Local cases have been increasing during the fourth wave of COVID-19 after they bottomed out following the third wave. On July 6 and July 16, the city only had one active case of COVID-19.

Now cases have climbed again, as they have in the rest of the province. St. Albert hasn’t seen numbers this high since the peak of the second wave, on Jan. 1 of this year.

Across Alberta cases are also spiking, with another 4,633 diagnosed over the weekend. On Friday 1,605 cases were diagnosed in the province; on Saturday 1,592 cases were diagnosed; and on Sunday 1,436 cases were diagnosed.

Active cases have now passed 2,000, which is the highest number in the province has seen since mid-May.

Over the weekend another 22 deaths were reported, bringing the provincial total to 2,545.

Hospitalizations continue to rise and there are now 954 people being treated in the hospital with COVID-19, an increase of 43 patients since Friday.

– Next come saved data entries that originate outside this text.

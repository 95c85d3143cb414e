/// One of the four movement directions on the ring floor.
#[derive(Debug, Clone, Copy, PartialEq, Eq, Hash)]
pub enum Direction {
    Left,
    Right,
    Up,
    Down,
}

/// Logical fighter command. Produced by keyboard input for the player and
/// by the opponent controller for the AI.
#[derive(Debug, Clone, Copy, PartialEq, Eq, Hash)]
pub enum Command {
    Move(Direction),
    StopMoving(Direction),
    Block,
    StopBlocking,
    Punch,
    Kick,
}

impl Command {
    /// Whether this command starts a movement.
    pub fn is_move_start(self) -> bool {
        matches!(self, Self::Move(_))
    }

    /// Whether this command releases something (movement or block).
    pub fn is_release(self) -> bool {
        matches!(self, Self::StopMoving(_) | Self::StopBlocking)
    }
}
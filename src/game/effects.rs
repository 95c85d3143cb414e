use bevy::math::Vec2;

pub const SPLATTER_POOL_SIZE: usize = 5;
pub const GROUND_POOL_SIZE: usize = 100;

pub const SPLATTER_FRAME_DURATION: f32 = 0.03;
pub const SPLATTER_FRAME_COUNT: usize = 8;
pub const SPLATTER_LIFETIME: f32 = SPLATTER_FRAME_DURATION * SPLATTER_FRAME_COUNT as f32;
/// Splatters are drawn from the fighter's feet up to roughly head height.
pub const SPLATTER_OFFSET: Vec2 = Vec2::new(2.8, 11.0);

pub const GROUND_POOL_FADE_TIME: f32 = 60.0;
pub const GROUND_POOL_VARIANTS: u8 = 3;

/// A reusable, independently timed visual effect.
pub trait Effect {
    /// (Re)start the effect at `position`, discarding any animation in progress.
    fn activate(&mut self, position: Vec2);
    /// Advance by `dt`. Inactive effects must not change.
    fn update(&mut self, dt: f32);
    fn is_active(&self) -> bool;
    fn position(&self) -> Vec2;
    fn elapsed(&self) -> f32;
}

/// Fixed-capacity ring buffer of effects.
///
/// Activation always writes the slot under the cursor and advances it, even
/// if that slot is still animating. Nothing is allocated after construction.
#[derive(Debug, Clone, PartialEq)]
pub struct EffectPool<E, const N: usize> {
    slots: [E; N],
    next: usize,
}

impl<E: Effect, const N: usize> EffectPool<E, N> {
    pub fn from_fn(make: impl FnMut(usize) -> E) -> Self {
        const { assert!(N > 0, "effect pool needs at least one slot") };
        Self {
            slots: std::array::from_fn(make),
            next: 0,
        }
    }

    /// Activate the slot under the cursor. Returns the index that was written.
    pub fn activate(&mut self, position: Vec2) -> usize {
        let index = self.next;
        self.slots[index].activate(position);
        self.next = (self.next + 1) % N;
        index
    }

    pub fn update(&mut self, dt: f32) {
        for slot in &mut self.slots {
            slot.update(dt);
        }
    }

    /// Slots a renderer should draw.
    pub fn active(&self) -> impl Iterator<Item = &E> {
        self.slots.iter().filter(|e| e.is_active())
    }

    pub fn active_count(&self) -> usize {
        self.active().count()
    }

    pub fn slot(&self, index: usize) -> Option<&E> {
        self.slots.get(index)
    }

    pub fn next_index(&self) -> usize {
        self.next
    }
}

impl<E: Effect + Default, const N: usize> Default for EffectPool<E, N> {
    fn default() -> Self {
        Self::from_fn(|_| E::default())
    }
}

// ── Splatter ────────────────────────────────────────────────────────

/// Short frame animation played at the point of a hit.
#[derive(Debug, Clone, Default, PartialEq)]
pub struct Splatter {
    active: bool,
    elapsed: f32,
    position: Vec2,
}

impl Splatter {
    /// Animation frame to draw, clamped to the last frame.
    pub fn frame_index(&self) -> usize {
        let frame = (self.elapsed / SPLATTER_FRAME_DURATION) as usize;
        frame.min(SPLATTER_FRAME_COUNT - 1)
    }
}

impl Effect for Splatter {
    fn activate(&mut self, position: Vec2) {
        self.active = true;
        self.elapsed = 0.0;
        self.position = position;
    }

    fn update(&mut self, dt: f32) {
        if !self.active {
            return;
        }
        self.elapsed += dt;
        if self.elapsed >= SPLATTER_LIFETIME {
            self.active = false;
        }
    }

    fn is_active(&self) -> bool {
        self.active
    }

    fn position(&self) -> Vec2 {
        self.position
    }

    fn elapsed(&self) -> f32 {
        self.elapsed
    }
}

// ── Ground pool ─────────────────────────────────────────────────────

/// Stain left on the floor that fades out linearly over `GROUND_POOL_FADE_TIME`.
#[derive(Debug, Clone, PartialEq)]
pub struct GroundPool {
    active: bool,
    elapsed: f32,
    position: Vec2,
    alpha: f32,
    variant: u8,
}

impl GroundPool {
    pub fn new(variant: u8) -> Self {
        debug_assert!(variant < GROUND_POOL_VARIANTS);
        Self {
            active: false,
            elapsed: 0.0,
            position: Vec2::ZERO,
            alpha: 1.0,
            variant,
        }
    }

    pub fn alpha(&self) -> f32 {
        self.alpha
    }

    /// Which of the `GROUND_POOL_VARIANTS` sprites this slot uses.
    pub fn variant(&self) -> u8 {
        self.variant
    }
}

impl Default for GroundPool {
    fn default() -> Self {
        Self::new(0)
    }
}

impl Effect for GroundPool {
    fn activate(&mut self, position: Vec2) {
        self.active = true;
        self.elapsed = 0.0;
        self.alpha = 1.0;
        self.position = position;
    }

    fn update(&mut self, dt: f32) {
        if !self.active {
            return;
        }
        self.elapsed += dt;
        self.alpha = 1.0 - self.elapsed / GROUND_POOL_FADE_TIME;
        if self.alpha <= 0.0 {
            self.alpha = 0.0;
            self.active = false;
        }
    }

    fn is_active(&self) -> bool {
        self.active
    }

    fn position(&self) -> Vec2 {
        self.position
    }

    fn elapsed(&self) -> f32 {
        self.elapsed
    }
}

pub type SplatterPool = EffectPool<Splatter, SPLATTER_POOL_SIZE>;
pub type GroundPools = EffectPool<GroundPool, GROUND_POOL_SIZE>;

Some 216 of those in the hospital are in the intensive care unit (ICU).

Of those in the hospital for COVID-19, 82 per cent of them are unvaccinated or partially vaccinated.

The R-value, the number of infections each infected person causes, has slowed down in Edmonton and Calgary, but in other regions of the province infections are still growing. Across Alberta the number sits at 1.04, in Edmonton the value is 0.97, Calgary it sits at 0.94, but in the rest of Alberta the R-value is 1.15.

But as cases grow across the province, vaccinations are also seeing an uptick. 

Last Wednesday, Sept. 15, Alberta Premier Jason Kenney called a state of public health emergency and ushered in new restrictions to deal with the surge. 

Alberta has brought in a slew of new restrictive health measures, including limits to indoor social gatherings and capacity limits on businesses, amid concerns the province could run out of ICU staff and beds in the next 10 days. 

On Sept. 15 Kenney, then Minister of Health Tyler Shandro, Chief Medical Officer of Health Dr. Deena Hinshaw, and Dr. Verna Yiu, president and CEO of Alberta Health Services, announced the provincial health-care system is in the worst position it has been in since the pandemic began. 

"We are facing an emergency that requires immediate action,” Kenney said.

Intensive care unit patients have hit a record high for the province. On Tuesday, the province reached 270 ICU patients, a 29-per-cent increase in the last seven days, which is 156 per cent of the normal health-care capacity. 

Alberta has reached out to other provinces to see if they have any additional ICU spaces and for skilled front-line health workers to come to Alberta to help add critical-care capacity. Ontario has agreed to take patients if Alberta is over capacity. 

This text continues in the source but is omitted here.